Going into this review of the Monterra I suspected that the Garmin side of things would remain as useful as it always has. There did turn out to be a few problems.
UI Issues And Schisms
I ran into some serious user interface issues that nearly caused me to pull my hair out, for it is amazingly annoying. The issue comes down to changes in how the geocache dashboard works.
On other Garmin GPSrs that I have used (namely the Montana 600) during navigation to a geocache I am presented with a map. On top of that map is a dashboard that has basic information: cache name, direction, distance etc. When one touches the dashboard one is presented with details about that cache. Simple interface, and exactly the result I expect.
On the Monterra the navigation is, essentially, the same setup. Map screen with a dashboard on the top showing cache name, direction and distance. However when one touches the dashboard one gets presented with a list of caches, sorted by distance. This means that I have to then select the cache I want again before I can view its details. I already selected it once, which is the reason why the dashboard is navigating to it, so this extra step really grinds my gears. It is made doubly annoying if the cache is not the closest cache as one has to scroll the list to find the cache first, they touch the entry to get the details. Every time this happens I keep mentally screaming "Just show me the bloody cache!"
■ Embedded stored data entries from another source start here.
// ── Controller abstraction ──
//
// One authenticated session against one management controller, plus the
// shared message-registry resolver and the task monitor. Operations live
// in sibling modules as `impl Controller` blocks.

use std::sync::Arc;

use tracing::{debug, info, warn};

use rsctl_api::error::SESSION_LOST_ADVISORY;
use rsctl_api::{
    MessageRegistry, MonitorOutcome, ProgressSink, RedfishClient, RedfishResponse, SessionState,
    TaskMonitor,
};

use crate::config::ControllerConfig;
use crate::error::CoreError;

/// Entry point for every operation.
///
/// Not shareable between independent operations: build one controller per
/// logical sequence of calls. The registry resolver is the only piece meant
/// to be shared (pass the same `Arc` to each controller).
pub struct Controller {
    config: ControllerConfig,
    client: RedfishClient,
    registry: Arc<MessageRegistry>,
    monitor: TaskMonitor,
}

impl Controller {
    /// Build a controller with its own registry resolver. Does NOT connect.
    pub fn new(config: ControllerConfig) -> Result<Self, CoreError> {
        let registry = Arc::new(MessageRegistry::new(&config.transport())?);
        Self::with_registry(config, registry)
    }

    /// Build a controller that shares an existing registry resolver.
    pub fn with_registry(
        config: ControllerConfig,
        registry: Arc<MessageRegistry>,
    ) -> Result<Self, CoreError> {
        let client = RedfishClient::new(
            config.url.clone(),
            config.credentials(),
            &config.transport(),
            config.max_retry,
        )?;
        let monitor = TaskMonitor::new().with_default_interval(config.poll_interval);
        Ok(Self {
            config,
            client,
            registry,
            monitor,
        })
    }

    pub fn config(&self) -> &ControllerConfig {
        &self.config
    }

    pub fn client(&self) -> &RedfishClient {
        &self.client
    }

    pub fn registry(&self) -> &Arc<MessageRegistry> {
        &self.registry
    }

    pub fn session_state(&self) -> SessionState {
        self.client.state()
    }

    // ── Connection lifecycle ─────────────────────────────────────

    /// Log in. Fails with `Connect` when the retry budget runs out and
    /// `Auth` when the controller rejects the credentials.
    pub async fn connect(&self) -> Result<(), CoreError> {
        debug!(url = %self.config.url, "connecting");
        self.client.login().await?;
        info!(url = %self.config.url, "connected");
        Ok(())
    }

    /// Log out. A no-op when not connected.
    pub async fn disconnect(&self) -> Result<(), CoreError> {
        self.client.logout().await?;
        Ok(())
    }

    // ── Shared helpers ───────────────────────────────────────────

    /// Drive a started operation to its terminal reply.
    pub async fn monitor(
        &self,
        started: RedfishResponse,
        sink: &mut (dyn ProgressSink + Send),
    ) -> Result<MonitorOutcome, CoreError> {
        Ok(self.monitor.run(&self.client, started, sink).await?)
    }

    /// Monitor, then turn a non-success terminal reply into an error
    /// prefixed with `context`.
    pub(crate) async fn monitor_checked(
        &self,
        started: RedfishResponse,
        sink: &mut (dyn ProgressSink + Send),
        context: &str,
    ) -> Result<MonitorOutcome, CoreError> {
        let outcome = self.monitor(started, sink).await?;
        ensure_succeeded(outcome, context)
    }

    /// Resolve a registry message ID.
    pub async fn resolve_message(
        &self,
        message_id: &str,
        args: &[&str],
    ) -> Result<String, CoreError> {
        Ok(self
            .registry
            .resolve(self.client.base_url(), message_id, args)
            .await?)
    }

    /// Resolve a registry message ID, falling back to the raw ID.
    pub async fn resolve_or_raw(&self, message_id: &str) -> String {
        match self.resolve_message(message_id, &[]).await {
            Ok(text) => text,
            Err(e) => {
                warn!(message_id, error = %e, "message not resolved, showing raw ID");
                message_id.to_owned()
            }
        }
    }
}

/// Success passes through; a 401 is a lost session; anything else is a
/// `Request` error carrying the resolved message.
pub(crate) fn ensure_succeeded(
    outcome: MonitorOutcome,
    context: &str,
) -> Result<MonitorOutcome, CoreError> {
    if outcome.succeeded() {
        return Ok(outcome);
    }
    let status = outcome.response.status().as_u16();
    if status == 401 {
        return Err(CoreError::Auth {
            message: format!("{context}: session lost; {SESSION_LOST_ADVISORY}"),
            session_lost: true,
        });
    }
    let message = outcome
        .error_message()
        .unwrap_or_else(|| format!("task ended as {:?}", outcome.state));
    Err(CoreError::request(context, Some(status), message))
}

impl std::fmt::Debug for Controller {
    fn fmt(&self, f: &mut std::fmt::Formatter<'_>) -> std::fmt::Result {
        f.debug_struct("Controller")
            .field("url", &self.config.url.as_str())
            .field("client", &self.client)
            .finish_non_exhaustive()
    }
}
Update(2014-03-29): Apparently the above issue has been fixed in the latest Garmin Outdoor Apps update, 1.18. Click here to get details on updating. This does bring up a question tho: Why the crazy update scheme, Garmin? In a world that already has an app store, why force users to side-load your APK?
There is a third annoyance in that selecting caches from the list seems to require an extra hard touch, which doesn't happen at any other time. Not sure if the Garmin engineers intended this bizarre behaviour, but its definitely a bug, and an annoying one at that. This all may seem minor, but since selecting caches and viewing their descriptions is 50% of what I do with a GPSr, this is a serious black eye on the device.
Legacy Vs New
Another issue is more a result of the cross between the way Garmin traditionally loads data onto the device and the new modern world.
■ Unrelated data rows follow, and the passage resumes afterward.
// Redfish message registries
//
// Resolves `<Registry>.<x>.<y>.<z>.<MessageKey>` codes into human text using
// registry documents fetched from the controller, and pulls the error text
// out of `@Message.ExtendedInfo` blocks in failed response bodies.

use std::collections::HashMap;
use std::fmt;
use std::str::FromStr;
use std::sync::{Arc, PoisonError, RwLock};
use std::time::Duration;

use serde::Deserialize;
use serde_json::Value;
use tracing::{debug, trace};
use url::Url;

use crate::error::Error;
use crate::transport::TransportConfig;

const REGISTRY_FETCH_TIMEOUT: Duration = Duration::from_secs(5);
const EXTENDED_INFO_KEY: &str = "@Message.ExtendedInfo";

// ── Message identifiers ─────────────────────────────────────────────

/// A parsed compound message identifier, e.g. `Base.1.0.0.GeneralError`.
#[derive(Debug, Clone, PartialEq, Eq)]
pub struct MessageId {
    registry: String,
    key: String,
}

impl MessageId {
    /// Registry name including its version, e.g. `Base.1.0.0`.
    pub fn registry(&self) -> &str {
        &self.registry
    }

    /// Message key within the registry, e.g. `GeneralError`.
    pub fn key(&self) -> &str {
        &self.key
    }
}

impl fmt::Display for MessageId {
    fn fmt(&self, f: &mut fmt::Formatter<'_>) -> fmt::Result {
        write!(f, "{}.{}", self.registry, self.key)
    }
}

fn is_word(segment: &str) -> bool {
    !segment.is_empty()
        && segment
            .chars()
            .all(|c| c.is_ascii_alphanumeric() || c == '_')
}

fn is_number(segment: &str) -> bool {
    !segment.is_empty() && segment.chars().all(|c| c.is_ascii_digit())
}

impl FromStr for MessageId {
    type Err = Error;

    fn from_str(s: &str) -> Result<Self, Self::Err> {
        let invalid = || Error::Format {
            message: format!("invalid message ID: {s}"),
        };

        let segments: Vec<&str> = s.split('.').collect();
        let [name, major, minor, patch, key] = segments.as_slice() else {
            return Err(invalid());
        };
        if !is_word(name) || !is_word(key) {
            return Err(invalid());
        }
        if ![major, minor, patch].iter().all(|v| is_number(v)) {
            return Err(invalid());
        }

        Ok(Self {
            registry: format!("{name}.{major}.{minor}.{patch}"),
            key: (*key).to_owned(),
        })
    }
}

// ── Placeholder substitution ────────────────────────────────────────

/// Replace `%N` placeholders (1-indexed) with the matching argument.
///
/// Indices past the end of `args` (and `%0`) are left untouched.
pub fn substitute<S: AsRef<str>>(template: &str, args: &[S]) -> String {
    let mut out = String::with_capacity(template.len());
    let mut rest = template;

    while let Some(pos) = rest.find('%') {
        out.push_str(&rest[..pos]);
        let after = &rest[pos + 1..];
        let digits = after
            .find(|c: char| !c.is_ascii_digit())
            .unwrap_or(after.len());

        let arg = after[..digits]
            .parse::<usize>()
            .ok()
            .and_then(|n| n.checked_sub(1))
            .and_then(|i| args.get(i));

        match arg {
            Some(arg) => out.push_str(arg.as_ref()),
            None => {
                out.push('%');
                out.push_str(&after[..digits]);
            }
        }
        rest = &after[digits..];
    }

    out.push_str(rest);
    out
}

// ── Error extraction ────────────────────────────────────────────────

/// Where a failed response may carry its extended info list.
type ExtractionStrategy = fn(&Value) -> Option<&Vec<Value>>;

fn nested_under_error(body: &Value) -> Option<&Vec<Value>> {
    body.get("error")?.get(EXTENDED_INFO_KEY)?.as_array()
}

fn top_level(body: &Value) -> Option<&Vec<Value>> {
    body.get(EXTENDED_INFO_KEY)?.as_array()
}

/// Tried in order; the first non-empty list wins.
const EXTRACTION_STRATEGIES: &[ExtractionStrategy] = &[nested_under_error, top_level];

/// Extract the resolved error message from a response body.
///
/// Returns `None` ("no message") when no strategy finds a non-empty
/// extended-info list or its first entry has no `Message`.
pub fn extract_error_message(body: &Value) -> Option<String> {
    let first = EXTRACTION_STRATEGIES
        .iter()
        .find_map(|strategy| strategy(body).filter(|list| !list.is_empty()))?
        .first()?;

    let template = first.get("Message")?.as_str()?;
    let args: Vec<String> = first
        .get("MessageArgs")
        .and_then(Value::as_array)
        .map(|args| args.iter().map(arg_to_string).collect())
        .unwrap_or_default();

    Some(substitute(template, &args))
}

fn arg_to_string(arg: &Value) -> String {
    match arg {
        Value::String(s) => s.clone(),
        other => other.to_string(),
    }
}

// ── Registry documents ──────────────────────────────────────────────

/// A published message registry (`/registries/en/<Registry>.json`).
#[derive(Debug, Clone, Deserialize)]
pub struct RegistryDocument {
    #[serde(default, rename = "Id")]
    pub id: Option<String>,
    #[serde(default, rename = "RegistryVersion")]
    pub version: Option<String>,
    #[serde(default, rename = "Messages")]
    pub messages: HashMap<String, MessageTemplate>,
}

#[derive(Debug, Clone, Deserialize)]
pub struct MessageTemplate {
    #[serde(rename = "Message")]
    pub message: String,
    #[serde(default, rename = "NumberOfArgs")]
    pub number_of_args: Option<u32>,
    #[serde(default, rename = "Severity")]
    pub severity: Option<String>,
    #[serde(default, rename = "Resolution")]
    pub resolution: Option<String>,
}

// ── Resolver ────────────────────────────────────────────────────────

/// Message registry resolver with an explicit, append-only cache.
///
/// Registries are versioned and immutable once published, so the cache is
/// keyed by registry name only and never invalidated. Construct once per
/// process and share (behind `Arc`) with whatever needs resolution.
pub struct MessageRegistry {
    http: reqwest::Client,
    cache: RwLock<HashMap<String, Arc<RegistryDocument>>>,
}

impl MessageRegistry {
    /// Build a resolver using the given transport's TLS policy.
    pub fn new(transport: &TransportConfig) -> Result<Self, Error> {
        let http = transport
            .with_timeout(REGISTRY_FETCH_TIMEOUT)
            .build_client()?;
        Ok(Self::with_client(http))
    }

    /// Build a resolver around an existing HTTP client.
    pub fn with_client(http: reqwest::Client) -> Self {
        Self {
            http,
            cache: RwLock::new(HashMap::new()),
        }
    }

    /// Number of registries currently cached.
    pub fn cached_registries(&self) -> usize {
        self.cache
            .read()
            .unwrap_or_else(PoisonError::into_inner)
            .len()
    }

    /// Resolve a compound message identifier into text.
    ///
    /// Fetches the registry from `base_url` on first use; later calls for
    /// the same registry are served from the cache.
    pub async fn resolve<S: AsRef<str>>(
        &self,
        base_url: &Url,
        message_id: &str,
        args: &[S],
    ) -> Result<String, Error> {
        let id: MessageId = message_id.parse()?;
        let registry = self.registry(base_url, id.registry()).await?;

        let template = registry.messages.get(id.key()).ok_or_else(|| Error::Format {
            message: format!(
                "message ID {} not found in registry {}",
                id.key(),
                id.registry()
            ),
        })?;

        Ok(substitute(&template.message, args))
    }

    async fn registry(&self, base_url: &Url, name: &str) -> Result<Arc<RegistryDocument>, Error> {
        let cached = self
            .cache
            .read()
            .unwrap_or_else(PoisonError::into_inner)
            .get(name)
            .cloned();
        if let Some(doc) = cached {
            trace!(registry = name, "registry cache hit");
            return Ok(doc);
        }

        let url = base_url.join(&format!("/registries/en/{name}.json"))?;
        debug!(registry = name, %url, "fetching message registry");

        let doc: RegistryDocument = self
            .http
            .get(url)
            .send()
            .await?
            .error_for_status()?
            .json()
            .await?;
        let doc = Arc::new(doc);

        // Re-fetches store identical content, so last writer wins harmlessly.
        self.cache
            .write()
            .unwrap_or_else(PoisonError::into_inner)
            .insert(name.to_owned(), Arc::clone(&doc));

        Ok(doc)
    }
}

#[cfg(test)]
#[allow(clippy::unwrap_used)]
mod tests {
    use serde_json::json;

    use super::*;

    #[test]
    fn parses_versioned_identifier() {
        let id: MessageId = "Base.1.0.0.GeneralError".parse().unwrap();
        assert_eq!(id.registry(), "Base.1.0.0");
        assert_eq!(id.key(), "GeneralError");
        assert_eq!(id.to_string(), "Base.1.0.0.GeneralError");
    }

    #[test]
    fn rejects_malformed_identifiers() {
        for bad in [
            "",
            "GeneralError",
            "Base.GeneralError",
            "Base.1.0.GeneralError",
            "Base.1.x.0.GeneralError",
            "Base.1.0.0.",
            "Base.1.0.0.General-Error",
            "Base.1.0.0.General.Error",
        ] {
            assert!(
                matches!(bad.parse::<MessageId>(), Err(Error::Format { .. })),
                "expected FormatError for {bad:?}"
            );
        }
    }

    #[test]
    fn substitutes_all_placeholders() {
        let out = substitute("%1 of %2 in %3", &["a", "b", "c"]);
        assert_eq!(out, "a of b in c");
        assert!(!out.contains('%'));
    }

    #[test]
    fn leaves_unmatched_placeholders() {
        assert_eq!(substitute("Error %1 at %2", &["X"]), "Error X at %2");
        assert_eq!(substitute("100% done", &["X"]), "100% done");
        assert_eq!(substitute("%0 and %1", &["X"]), "%0 and X");
    }

    #[test]
    fn multi_digit_placeholders_are_not_split() {
        let args: Vec<String> = (1..=10).map(|i| format!("a{i}")).collect();
        assert_eq!(substitute("%10/%1", &args), "a10/a1");
        assert_eq!(substitute("%11", &args), "%11");
    }

    #[test]
    fn extracts_nested_error_message() {
        let body = json!({
            "error": {
                "@Message.ExtendedInfo": [
                    {"Message": "Error %1 occurred.", "MessageArgs": ["123"]}
                ]
            }
        });
        assert_eq!(
            extract_error_message(&body).as_deref(),
            Some("Error 123 occurred.")
        );
    }

    #[test]
    fn extracts_top_level_message() {
        let body = json!({
            "@Message.ExtendedInfo": [
                {"MessageArgs": ["123"], "Message": "Error %1 occurred."}
            ]
        });
        assert_eq!(
            extract_error_message(&body).as_deref(),
            Some("Error 123 occurred.")
        );
    }

    #[test]
    fn missing_or_empty_info_is_no_message() {
        assert_eq!(extract_error_message(&Value::Null), None);
        assert_eq!(extract_error_message(&json!({"key": "value"})), None);
        assert_eq!(
            extract_error_message(&json!({"error": {"@Message.ExtendedInfo": []}})),
            None
        );
        assert_eq!(
            extract_error_message(&json!({"@Message.ExtendedInfo": [{"MessageId": "x"}]})),
            None
        );
    }

    #[test]
    fn non_string_args_are_rendered() {
        let body = json!({
            "@Message.ExtendedInfo": [{"Message": "Value %1 too big", "MessageArgs": [42]}]
        });
        assert_eq!(
            extract_error_message(&body).as_deref(),
            Some("Value 42 too big")
        );
    }
}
In an Android world, if an app wants to use a compass, it can provide its own, or use a signal called an intent to prompt the use of any other compass or compass like apps that may be installed on the device. This way a user can pick and choose which compass or map they prefer, and use it for most things.
I sort of expected this same function sharing from Garmins software as well. However I could not find a way for Android geocaching apps to be able to share Maps or cache listings. I am not sure if this is a true limitation of Garmins software, or simply that the Android apps are not set up to share such data, but if any Garmin engineers read this: Making your compass and maps apps shared via an intent would be awesome.
This also means that if one wants custom maps one has to load them multiple times. Once for the Garmin side, and another for whatever Android device is being used. This rapidly takes up space. Hardly ideal.
Loading data (GPX or custom map data) is also different, but not necessarily in a bad way, and it is Androids fault. When plugged into a computer via USB, most other modern Garmin GPSrs mount their drives as USB drives, and data can simply be copied back and forth as it can on any other drive on the computer. Since Android does not allow its drives to be mounted in this way, one has the additional step of having to install an app called Android File Transfer to copy data directly to/from the GPSr. Android File Transfer is free, and available here. Use of Android File Transfer is standard fair for Android, so it shouldn't really come as a surprise, except that it now applies to your GPSr as well.
Of course one can simply use a program like Dropbox to copy data onto the device. The Monterra still expects the data used by its apps to be under the /Garmin directory so one can simply save GPX or map files there and the GPSr will make use of them. Bizarrely tho, it still requires the device be rebooted before the Garmin apps will see the new data.
Garmin Desktop Apps
Both MapInstall and BaseCamp seemed to work with the Monterra. I actually used MapInstall to put a set of OpenStreetMaps onto the device for testing purposes. The one catch I had was that Android File Transfer started up as soon as I plugged in the Monterra to my computer, which caused the Garmin apps to not see the device. The solution is to simply close Android File Transfer before using the Garmin apps, but it is one more thing that gets in the way, and may not be intuitive for the new user. These problems were seen on an iMac, so Windows users may get different results. Just something to watch out for.